The Board of Directors of NoHo Partners
Oyj has resolved on a directed share issue
without payment to the company’s key employees based on the
share-based incentive plan
On 3 May 2023, NoHo Partners Plc announced that the Board of
Directors of the company resolved on a directed share issue without
payment to the key employees of the company in order to pay the
reward for the third earning period of the long-term share-based
incentive plan from 1 December 2021 to 31 March 2023. The share
issue resolution is based on the authorization given by the Annual
General Meeting on 19 April 2023. A total of 106 877 new shares
were issued without payment in the share issue to eight key
employees participating in the share-based incentive plan. As a
result of the share issue the total number of shares in NoHo
Partners Oyj will be 20,806,678. The new shares were registered
with the Trade Register on 8 May 2023. The new shares were admitted
to trading on the official list of Nasdaq Helsinki Ltd. on 9 May
2023.
BRIEFING FOR THE MEDIA, ANALYSTS AND INVESTORS AT
10:00 EET
A briefing for the media, analysts and investors will be
organised today, 9 May 2023. In the briefing, NoHo Partners CEO Aku
Vikström will review NoHo Partners Plc's financial performance, key
events, the current state of business and the outlook.

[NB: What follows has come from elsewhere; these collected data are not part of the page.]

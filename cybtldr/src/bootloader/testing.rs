//! In-memory bootloader used by the session tests.

use crate::{
    bootloader::AbortHandle,
    error::{BootloaderStatus, Error, ErrorCode, Result},
    image::cyacd::FirmwareImage,
    protocol::{
        ChecksumType, CommandCode, SecurityKey, build_frame, checksum16, checksum32,
        command::RowRange,
        frame::{BASE_CMD_SIZE, DATA_OFFSET, END_OF_PACKET, START_OF_PACKET},
    },
    transport::{ReadPoll, Transport},
};
use byteorder::{ByteOrder, LittleEndian};
use std::collections::HashMap;

/// Simulated bootloader speaking the packet protocol.
///
/// Requests are decoded and answered like a device would; the public fields
/// configure its identity and failure behaviour.
pub struct SimulatedDevice {
    pub silicon_id: u32,
    pub silicon_rev: u8,
    pub bootloader_version: u32,
    pub row_range: RowRange,
    pub security_key: Option<SecurityKey>,
    /// Never answer.
    pub silent: bool,
    /// Answer this command with an error status.
    pub fail_command: Option<(CommandCode, BootloaderStatus)>,
    /// Application status bytes; `None` behaves like a single-application
    /// bootloader.
    pub app_status: Option<[u8; 2]>,
    pub application_valid: bool,
    /// Answer the next request with these bytes instead.
    pub raw_response: Option<Vec<u8>>,
    /// Set the abort flag once this many commands were handled.
    pub abort_after: Option<(usize, AbortHandle)>,
    pub max_transfer: usize,

    pub active_app: Option<u8>,
    pub product_id: Option<u32>,
    pub metadata: Option<(u8, u32, u32)>,
    pub eiv: Option<Vec<u8>>,

    open: bool,
    pending: Vec<u8>,
    staged: Vec<u8>,
    rows: HashMap<(u8, u16), Vec<u8>>,
    data: HashMap<u32, Vec<u8>>,
    log: Vec<CommandCode>,
    checksum_errors: usize,
    max_request_len: usize,
}

/// Route library logs to the test harness; `RUST_LOG=trace` shows every frame.
pub fn init_logger() {
    let _ = env_logger::builder().is_test(true).try_init();
}

impl SimulatedDevice {
    pub fn new() -> Self {
        init_logger();
        Self {
            silicon_id: 0x0102_0304,
            silicon_rev: 0x05,
            bootloader_version: 0x01_001E,
            row_range: RowRange {
                start: 0x00,
                end: 0xFF,
            },
            security_key: None,
            silent: false,
            fail_command: None,
            app_status: None,
            application_valid: true,
            raw_response: None,
            abort_after: None,
            max_transfer: 64,
            active_app: None,
            product_id: None,
            metadata: None,
            eiv: None,
            open: false,
            pending: Vec::new(),
            staged: Vec::new(),
            rows: HashMap::new(),
            data: HashMap::new(),
            log: Vec::new(),
            checksum_errors: 0,
            max_request_len: 0,
        }
    }

    pub fn is_open(&self) -> bool {
        self.open
    }

    /// Handled commands in arrival order.
    pub fn commands(&self) -> &[CommandCode] {
        &self.log
    }

    pub fn count(&self, command: CommandCode) -> usize {
        self.log
            .iter()
            .filter(|c| **c == command)
            .count()
    }

    pub fn flash_row(&self, array_id: u8, row: u16) -> Option<&Vec<u8>> {
        self.rows.get(&(array_id, row))
    }

    pub fn data_at(&self, address: u32) -> Option<&Vec<u8>> {
        self.data.get(&address)
    }

    /// Checksum the device reports for a row: two's complement of the data sum.
    pub fn row_checksum(&self, array_id: u8, row: u16) -> u8 {
        self.flash_row(array_id, row)
            .map_or(0, |data| {
                data.iter()
                    .fold(0u8, |acc, b| acc.wrapping_add(*b))
                    .wrapping_neg()
            })
    }

    pub fn checksum_errors(&self) -> usize {
        self.checksum_errors
    }

    pub fn max_request_len(&self) -> usize {
        self.max_request_len
    }

    fn respond(&mut self, status: BootloaderStatus, payload: &[u8], checksum: ChecksumType) {
        // Payloads here never exceed the frame limit.
        self.pending = build_frame(status.as_u8(), payload, checksum).unwrap();
    }

    fn handle(&mut self, request: &[u8]) {
        let checksum = match decode_checksum(request) {
            Some(checksum) => checksum,
            None => {
                self.checksum_errors += 1;
                self.respond(BootloaderStatus::Checksum, &[], ChecksumType::Sum);
                return;
            },
        };

        let len = usize::from(LittleEndian::read_u16(&request[2..4]));
        let payload = request[DATA_OFFSET..DATA_OFFSET + len].to_vec();
        let Ok(command) = CommandCode::try_from(request[1]) else {
            self.respond(BootloaderStatus::Cmd, &[], checksum);
            return;
        };
        self.log.push(command);

        if let Some(raw) = self.raw_response.take() {
            self.pending = raw;
        } else {
            match self.fail_command {
                Some((failing, status)) if failing == command => self.respond(status, &[], checksum),
                _ => self.execute(command, &payload, checksum),
            }
        }

        if let Some((after, handle)) = &self.abort_after {
            if self.log.len() == *after {
                handle.abort();
            }
        }
    }

    fn execute(&mut self, command: CommandCode, payload: &[u8], checksum: ChecksumType) {
        use BootloaderStatus::{Cmd, Key, Success, Verify};

        match command {
            CommandCode::EnterBootloader => {
                if let Some(key) = self.security_key {
                    if payload != key.as_bytes() {
                        self.respond(Key, &[], checksum);
                        return;
                    }
                } else if payload.len() == 6 {
                    self.product_id = Some(LittleEndian::read_u32(&payload[..4]));
                }
                let mut info = self.silicon_id.to_le_bytes().to_vec();
                info.push(self.silicon_rev);
                info.extend_from_slice(&self.bootloader_version.to_le_bytes()[..3]);
                self.staged.clear();
                self.respond(Success, &info, checksum);
            },
            CommandCode::GetFlashSize => {
                let mut range = self.row_range.start.to_le_bytes().to_vec();
                range.extend_from_slice(&self.row_range.end.to_le_bytes());
                self.respond(Success, &range, checksum);
            },
            CommandCode::GetAppStatus => match self.app_status {
                Some(status) => self.respond(Success, &status, checksum),
                None => self.respond(Cmd, &[], checksum),
            },
            CommandCode::SetActiveApp => {
                self.active_app = Some(payload[0]);
                self.respond(Success, &[], checksum);
            },
            CommandCode::EraseRow => {
                self.rows.remove(&row_key(payload));
                self.respond(Success, &[], checksum);
            },
            CommandCode::SendData => {
                self.staged.extend_from_slice(payload);
                self.respond(Success, &[], checksum);
            },
            CommandCode::ProgramRow => {
                let mut row = std::mem::take(&mut self.staged);
                row.extend_from_slice(&payload[3..]);
                self.rows.insert(row_key(payload), row);
                self.respond(Success, &[], checksum);
            },
            CommandCode::VerifyRow => {
                let (array_id, row) = row_key(payload);
                let sum = self.row_checksum(array_id, row);
                self.respond(Success, &[sum], checksum);
            },
            CommandCode::VerifyChecksum => {
                let valid = u8::from(self.application_valid);
                self.respond(Success, &[valid], checksum);
            },
            CommandCode::ExitBootloader => {
                self.staged.clear();
                self.pending.clear();
            },
            CommandCode::EraseData => {
                self.data.remove(&LittleEndian::read_u32(payload));
                self.respond(Success, &[], checksum);
            },
            CommandCode::ProgramData | CommandCode::VerifyData => {
                let address = LittleEndian::read_u32(&payload[0..4]);
                let crc = LittleEndian::read_u32(&payload[4..8]);
                let mut data = std::mem::take(&mut self.staged);
                data.extend_from_slice(&payload[8..]);

                if command == CommandCode::ProgramData {
                    let status = if checksum32(&data) == crc { Success } else { Verify };
                    self.data.insert(address, data);
                    self.respond(status, &[], checksum);
                } else {
                    let stored = self
                        .data
                        .get(&address)
                        .map(|d| checksum32(d));
                    let status = if stored == Some(crc) { Success } else { Verify };
                    self.respond(status, &[], checksum);
                }
            },
            CommandCode::SetMetadata => {
                self.metadata = Some((
                    payload[0],
                    LittleEndian::read_u32(&payload[1..5]),
                    LittleEndian::read_u32(&payload[5..9]),
                ));
                self.respond(Success, &[], checksum);
            },
            CommandCode::SetEiv => {
                self.eiv = Some(payload.to_vec());
                self.respond(Success, &[], checksum);
            },
            CommandCode::Sync => {
                self.staged.clear();
                self.respond(Success, &[], checksum);
            },
        }
    }
}

impl Transport for SimulatedDevice {
    fn open(&mut self) -> Result<()> {
        self.open = true;
        self.pending.clear();
        Ok(())
    }

    fn close(&mut self) -> Result<()> {
        self.open = false;
        Ok(())
    }

    fn write(&mut self, data: &[u8]) -> Result<()> {
        if !self.open {
            return Err(Error::comm(ErrorCode::Device, "not connected"));
        }
        self.max_request_len = self.max_request_len.max(data.len());
        self.pending.clear();
        self.handle(data);
        if self.silent {
            self.pending.clear();
        }
        Ok(())
    }

    fn read(&mut self, expected: usize) -> Result<ReadPoll> {
        if self.pending.len() >= expected {
            let response: Vec<u8> = self.pending.drain(..expected).collect();
            Ok(ReadPoll::Complete(response))
        } else {
            Ok(ReadPoll::Incomplete {
                code: ErrorCode::File,
                received: self.pending.clone(),
            })
        }
    }

    fn max_transfer_size(&self) -> usize {
        self.max_transfer
    }
}

fn row_key(payload: &[u8]) -> (u8, u16) {
    (payload[0], LittleEndian::read_u16(&payload[1..3]))
}

/// Accept a request framed with either checksum and report which one.
fn decode_checksum(request: &[u8]) -> Option<ChecksumType> {
    if request.len() < BASE_CMD_SIZE || request[0] != START_OF_PACKET {
        return None;
    }
    let len = usize::from(LittleEndian::read_u16(&request[2..4]));
    if request.len() != len + BASE_CMD_SIZE || request[request.len() - 1] != END_OF_PACKET {
        return None;
    }

    let at = DATA_OFFSET + len;
    let received = LittleEndian::read_u16(&request[at..at + 2]);
    [ChecksumType::Sum, ChecksumType::Crc]
        .into_iter()
        .find(|kind| checksum16(&request[..at], *kind) == received)
}

/// Encode a `.cyacd` row line with a correct checksum.
pub fn row_line(array_id: u8, row: u16, data: &[u8]) -> String {
    let mut bytes = vec![array_id];
    bytes.extend_from_slice(&row.to_be_bytes());
    bytes.extend_from_slice(&u16::try_from(data.len()).unwrap().to_be_bytes());
    bytes.extend_from_slice(data);
    let sum = bytes
        .iter()
        .fold(0u8, |acc, b| acc.wrapping_add(*b));
    bytes.push(sum.wrapping_neg());
    format!(":{}", hex::encode_upper(bytes))
}

/// Encode a `.cyacd2` row line.
pub fn row_line_v1(address: u32, data: &[u8]) -> String {
    let mut bytes = address.to_le_bytes().to_vec();
    bytes.extend_from_slice(data);
    format!(":{}", hex::encode_upper(bytes))
}

fn image(name: &str, header: &str, lines: &[String]) -> FirmwareImage {
    let mut text = format!("{header}\r\n");
    for line in lines {
        text.push_str(line);
        text.push_str("\r\n");
    }
    FirmwareImage::from_text(name, &text)
}

pub fn image_v0(header: &str, lines: &[String]) -> FirmwareImage {
    image("app.cyacd", header, lines)
}

pub fn image_v1(header: &str, lines: &[String]) -> FirmwareImage {
    image("app.cyacd2", header, lines)
}

#[cfg(test)]
mod tests {
    use super::*;
    use crate::image::cyacd::parse_row;

    #[test]
    fn test_row_line_is_parseable() {
        let line = row_line(1, 0x0203, &[0xAA, 0xBB]);
        let row = parse_row(&line).unwrap();
        assert_eq!(row.array_id, 1);
        assert_eq!(row.row_num, 0x0203);
        assert_eq!(row.data, vec![0xAA, 0xBB]);
    }

    #[test]
    fn test_device_checksum_matches_row_expectation() {
        let data: Vec<u8> = (0..=255u8).collect();
        let row = parse_row(&row_line(0, 0x0123, &data)).unwrap();

        let mut device = SimulatedDevice::new();
        device.rows.insert((0, 0x0123), data);
        assert_eq!(device.row_checksum(0, 0x0123), row.expected_device_checksum());
    }

    #[test]
    fn test_rejects_corrupted_request() {
        let mut device = SimulatedDevice::new();
        device.open().unwrap();

        let mut request = build_frame(0x38, &[], ChecksumType::Sum).unwrap();
        request[4] ^= 0x01;
        device.write(&request).unwrap();
        assert_eq!(device.checksum_errors(), 1);
        assert!(device.commands().is_empty());
    }
}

The briefing is available as a live webcast. The briefing will
be held in Finnish. The presentation materials and a recording of
the briefing will be available on the company’s website later
today.
NoHo Partners’ full Interim Report for January–June 2022 is
attached to this release and available at www.noho.fi/en.
Tampere, 9 May 2023
NOHO PARTNERS PLC Board
of Directors
For more information, please contact:
Aku Vikström, CEO, contact through tel. +358 10 229
3068Jarno Suominen, Deputy CEO, tel. +358 40 721 5655Jarno
Vilponen, CFO, tel. +358 40 721 9376
NoHo Partners Plc Hatanpään valtatie 1 B FI-33100
Tampere, Finland
NoHo Partners Plc is a Finnish group
established in 1996, specialising in restaurant services. The
company, which was listed on Nasdaq Helsinki in 2013 and became the
first Finnish listed restaurant company, has continued to grow
strongly throughout its history. The Group companies include some
250 restaurants in Finland, Denmark and Norway. The well-known
restaurant concepts of the company include Elite, Savoy, Teatteri,
Sea Horse, Stefan’s Steakhouse, Palace, Löyly, Hanko Aasia, Friends
& Brgrs, Campingen and Cock’s & Cows. Depending on the
season, the Group employs approximately 2,300 people converted into
full-time employees. The Group aims to achieve a turnover of EUR
400 million by the end of 2024. The company’s vision is to be the
leading restaurant company in Northern Europe.